Los dos hombres, sentados uno a cada lado de ella en el sofá, que había sido aproximado al fuego, la escuchaban sin hacer el menor comentario hasta que hubo acabado su historia. Sólo una vez la interrumpió Dick para preguntarle acerca de las píldoras rojas. Sybil las había tirado en la huida.

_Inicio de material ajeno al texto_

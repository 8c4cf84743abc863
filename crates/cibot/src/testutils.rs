use std::{io::Write, sync::Arc};

use cibot_awsapi_interface::{MockBuildService, MockRepositoryService};
use cibot_config::Config;
use cibot_core::CoreModule;
use clap::Parser;
use tokio::sync::RwLock;

use crate::{
    args::{Args, CommandExecutor},
    commands::CommandContext,
};

pub(crate) struct CommandContextTest {
    pub config: Config,
    pub core_module: CoreModule,
    pub repository_service: MockRepositoryService,
    pub build_service: MockBuildService,
}

impl CommandContextTest {
    pub fn new() -> Self {
        let mut config = Config::from_env_no_version().unwrap();
        config.build.project_name = "ci".into();
        config.build.load_buildspec_from_default_branch = false;
        config.build.repository_customizations.clear();

        Self {
            config,
            core_module: CoreModule::builder().build(),
            repository_service: MockRepositoryService::new(),
            build_service: MockBuildService::new(),
        }
    }

    pub fn into_context(self, writer: Arc<RwLock<dyn Write + Send + Sync>>) -> CommandContext {
        CommandContext {
            config: self.config,
            core_module: self.core_module,
            repository_service: Box::new(self.repository_service),
            build_service: Box::new(self.build_service),
            writer,
        }
    }
}

pub(crate) async fn test_command(ctx: CommandContextTest, command_args: &[&str]) -> String {
    let buf = Arc::new(RwLock::new(Vec::new()));

    {
        let command_args = {
            let mut tmp_args = vec!["cibot"];
            tmp_args.extend(command_args);
            tmp_args
        };

        let args = Args::try_parse_from(command_args);
        match args {
            Ok(args) => CommandExecutor::parse_args_async(args, ctx.into_context(buf.clone()))
                .await
                .unwrap(),
            Err(e) => {
                eprintln!("{}", e);
                panic!("Parse error.")
            }
        }
    }

    let vec = buf.read().await.to_vec();
    std::str::from_utf8(&vec).unwrap().to_string()
}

—No importa —dijo Sneed—. Ya encontraremos el tubo cuando detengamos a Stalletti. Continúe usted,
miss
Lansdown.

—Creerán ustedes —dijo Sybil, como final de su relato— que son invenciones de una loca. ¿Por qué se apoderó de
mister
Cody? ¿Le ha sucedido algo...? Yo oí a alguien quejarse. ¡Era horrible!... Todo esto, ¿tiene que ver algo con
mister
Cody?

—Posiblemente —respondió Dick—. ¿Dice usted que Cawler está todavía en el parque? ¿Vio usted si alguien los seguía a ustedes? ¿Oyó ruido de lucha?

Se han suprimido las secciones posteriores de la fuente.